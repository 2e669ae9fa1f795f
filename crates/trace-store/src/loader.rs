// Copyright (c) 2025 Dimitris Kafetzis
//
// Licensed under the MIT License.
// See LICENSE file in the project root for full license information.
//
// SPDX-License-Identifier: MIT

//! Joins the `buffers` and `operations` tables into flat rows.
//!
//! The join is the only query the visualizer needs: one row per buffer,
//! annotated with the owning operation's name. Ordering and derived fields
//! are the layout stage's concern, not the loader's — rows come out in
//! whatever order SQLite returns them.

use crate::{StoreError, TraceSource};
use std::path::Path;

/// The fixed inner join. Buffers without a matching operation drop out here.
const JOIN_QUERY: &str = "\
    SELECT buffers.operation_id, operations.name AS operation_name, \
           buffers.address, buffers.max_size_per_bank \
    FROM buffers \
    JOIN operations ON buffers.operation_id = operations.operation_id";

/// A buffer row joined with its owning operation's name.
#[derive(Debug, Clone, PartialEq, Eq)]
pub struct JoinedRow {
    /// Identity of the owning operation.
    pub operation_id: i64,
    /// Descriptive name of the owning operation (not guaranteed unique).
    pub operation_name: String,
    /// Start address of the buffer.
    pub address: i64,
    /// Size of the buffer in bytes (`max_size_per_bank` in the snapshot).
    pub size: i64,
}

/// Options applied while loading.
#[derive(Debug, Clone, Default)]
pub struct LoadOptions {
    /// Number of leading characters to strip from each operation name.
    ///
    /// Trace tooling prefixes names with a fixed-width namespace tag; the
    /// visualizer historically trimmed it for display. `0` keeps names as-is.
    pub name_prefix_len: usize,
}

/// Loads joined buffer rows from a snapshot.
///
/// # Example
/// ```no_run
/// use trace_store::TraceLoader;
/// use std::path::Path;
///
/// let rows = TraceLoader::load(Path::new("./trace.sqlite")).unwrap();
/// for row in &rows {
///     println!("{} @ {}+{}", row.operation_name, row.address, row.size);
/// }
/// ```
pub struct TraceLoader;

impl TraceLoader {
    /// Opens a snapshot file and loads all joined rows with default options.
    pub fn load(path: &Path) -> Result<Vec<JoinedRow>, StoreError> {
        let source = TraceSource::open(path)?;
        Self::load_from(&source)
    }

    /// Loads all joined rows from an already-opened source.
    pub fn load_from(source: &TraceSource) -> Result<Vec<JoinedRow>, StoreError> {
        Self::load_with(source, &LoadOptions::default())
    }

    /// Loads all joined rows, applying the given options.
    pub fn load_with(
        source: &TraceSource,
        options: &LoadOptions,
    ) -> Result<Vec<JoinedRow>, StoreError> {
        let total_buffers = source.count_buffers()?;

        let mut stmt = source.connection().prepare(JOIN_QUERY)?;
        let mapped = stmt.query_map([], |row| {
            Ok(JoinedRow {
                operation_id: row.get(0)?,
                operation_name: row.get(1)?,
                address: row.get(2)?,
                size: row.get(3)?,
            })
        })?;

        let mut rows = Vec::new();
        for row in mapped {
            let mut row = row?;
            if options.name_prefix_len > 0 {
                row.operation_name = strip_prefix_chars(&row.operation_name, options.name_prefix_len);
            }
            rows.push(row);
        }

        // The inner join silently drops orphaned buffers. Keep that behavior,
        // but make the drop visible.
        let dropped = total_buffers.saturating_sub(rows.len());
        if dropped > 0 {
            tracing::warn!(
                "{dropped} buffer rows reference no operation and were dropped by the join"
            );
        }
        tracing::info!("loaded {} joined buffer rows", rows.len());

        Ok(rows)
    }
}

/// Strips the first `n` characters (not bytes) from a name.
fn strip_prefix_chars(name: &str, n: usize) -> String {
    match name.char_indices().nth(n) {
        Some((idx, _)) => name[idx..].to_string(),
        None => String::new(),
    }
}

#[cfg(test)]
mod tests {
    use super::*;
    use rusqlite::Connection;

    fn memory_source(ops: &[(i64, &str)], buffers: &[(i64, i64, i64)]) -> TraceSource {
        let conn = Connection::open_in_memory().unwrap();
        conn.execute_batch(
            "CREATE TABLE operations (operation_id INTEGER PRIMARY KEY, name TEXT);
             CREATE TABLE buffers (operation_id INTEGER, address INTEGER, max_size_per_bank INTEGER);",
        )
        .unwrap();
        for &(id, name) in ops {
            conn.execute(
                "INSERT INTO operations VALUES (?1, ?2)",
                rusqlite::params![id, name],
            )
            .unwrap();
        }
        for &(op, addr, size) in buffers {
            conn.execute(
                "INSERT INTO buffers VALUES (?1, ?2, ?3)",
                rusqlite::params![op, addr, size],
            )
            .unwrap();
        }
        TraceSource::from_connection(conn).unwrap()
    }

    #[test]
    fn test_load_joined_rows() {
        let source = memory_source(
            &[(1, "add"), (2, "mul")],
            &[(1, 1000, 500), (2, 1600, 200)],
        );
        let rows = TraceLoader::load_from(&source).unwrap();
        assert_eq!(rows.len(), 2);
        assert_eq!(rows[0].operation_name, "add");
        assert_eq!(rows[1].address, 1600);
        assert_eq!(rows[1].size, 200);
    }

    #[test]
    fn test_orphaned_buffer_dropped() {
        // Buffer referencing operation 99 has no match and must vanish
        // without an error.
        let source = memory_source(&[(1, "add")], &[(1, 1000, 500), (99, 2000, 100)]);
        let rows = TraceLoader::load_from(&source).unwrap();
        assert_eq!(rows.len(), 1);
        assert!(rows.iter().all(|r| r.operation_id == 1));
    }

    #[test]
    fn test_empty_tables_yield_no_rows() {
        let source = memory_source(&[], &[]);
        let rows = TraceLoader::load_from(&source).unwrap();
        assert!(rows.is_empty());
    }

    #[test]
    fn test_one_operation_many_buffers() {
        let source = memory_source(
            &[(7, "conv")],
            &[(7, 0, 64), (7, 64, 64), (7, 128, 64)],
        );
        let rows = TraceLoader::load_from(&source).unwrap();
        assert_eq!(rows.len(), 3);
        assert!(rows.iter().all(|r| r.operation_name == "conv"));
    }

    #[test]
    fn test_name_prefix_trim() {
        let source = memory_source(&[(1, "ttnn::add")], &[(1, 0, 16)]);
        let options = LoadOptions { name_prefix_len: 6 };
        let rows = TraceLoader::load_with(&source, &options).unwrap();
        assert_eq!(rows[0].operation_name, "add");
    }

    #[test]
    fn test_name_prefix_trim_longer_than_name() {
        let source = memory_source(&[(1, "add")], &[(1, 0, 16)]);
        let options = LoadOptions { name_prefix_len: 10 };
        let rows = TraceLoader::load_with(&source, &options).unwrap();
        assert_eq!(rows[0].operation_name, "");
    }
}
----
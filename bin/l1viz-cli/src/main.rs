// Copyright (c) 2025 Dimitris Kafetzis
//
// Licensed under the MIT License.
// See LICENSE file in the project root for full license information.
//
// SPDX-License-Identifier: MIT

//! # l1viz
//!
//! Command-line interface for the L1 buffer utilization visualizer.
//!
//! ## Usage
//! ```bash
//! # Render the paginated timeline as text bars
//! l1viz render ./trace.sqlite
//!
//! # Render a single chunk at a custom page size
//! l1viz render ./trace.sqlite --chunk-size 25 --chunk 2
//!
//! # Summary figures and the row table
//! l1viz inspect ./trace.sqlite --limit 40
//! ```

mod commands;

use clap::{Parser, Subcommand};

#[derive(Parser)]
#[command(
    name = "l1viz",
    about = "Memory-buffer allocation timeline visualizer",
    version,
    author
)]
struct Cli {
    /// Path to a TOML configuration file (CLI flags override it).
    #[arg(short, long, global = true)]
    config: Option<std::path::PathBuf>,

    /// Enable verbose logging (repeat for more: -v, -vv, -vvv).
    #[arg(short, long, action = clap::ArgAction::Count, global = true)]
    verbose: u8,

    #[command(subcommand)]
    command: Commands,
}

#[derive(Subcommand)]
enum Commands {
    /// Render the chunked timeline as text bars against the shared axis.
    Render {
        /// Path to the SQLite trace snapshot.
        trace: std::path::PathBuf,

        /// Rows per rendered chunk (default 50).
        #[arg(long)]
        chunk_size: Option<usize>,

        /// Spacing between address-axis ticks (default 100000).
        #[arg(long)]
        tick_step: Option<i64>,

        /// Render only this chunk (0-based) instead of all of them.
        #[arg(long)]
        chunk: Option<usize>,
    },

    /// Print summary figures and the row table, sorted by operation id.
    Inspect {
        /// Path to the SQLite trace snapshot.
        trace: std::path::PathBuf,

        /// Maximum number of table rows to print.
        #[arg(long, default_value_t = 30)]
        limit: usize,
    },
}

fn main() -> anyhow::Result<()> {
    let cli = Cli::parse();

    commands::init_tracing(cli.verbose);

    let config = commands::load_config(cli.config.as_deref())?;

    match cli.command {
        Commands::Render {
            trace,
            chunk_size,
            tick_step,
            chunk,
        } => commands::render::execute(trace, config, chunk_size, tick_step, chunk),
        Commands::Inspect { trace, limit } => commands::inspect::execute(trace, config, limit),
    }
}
----
_REQUIRED ACTION_
Only the lines above starting at the line that holds "Self::load_with(source, &LoadOptions::default())" and ending at the line that holds "let mut stmt" are to be repeated, exactly and in full.

_EXERCISE RESULT_
        Self::load_with(source, &LoadOptions::default())
    }

    /// Loads all joined rows, applying the given options.
    pub fn load_with(
        source: &TraceSource,
        options: &LoadOptions,
    ) -> Result<Vec<JoinedRow>, StoreError> {
        let total_buffers = source.count_buffers()?;

        let mut stmt = source.connection().prepare(JOIN_QUERY)?;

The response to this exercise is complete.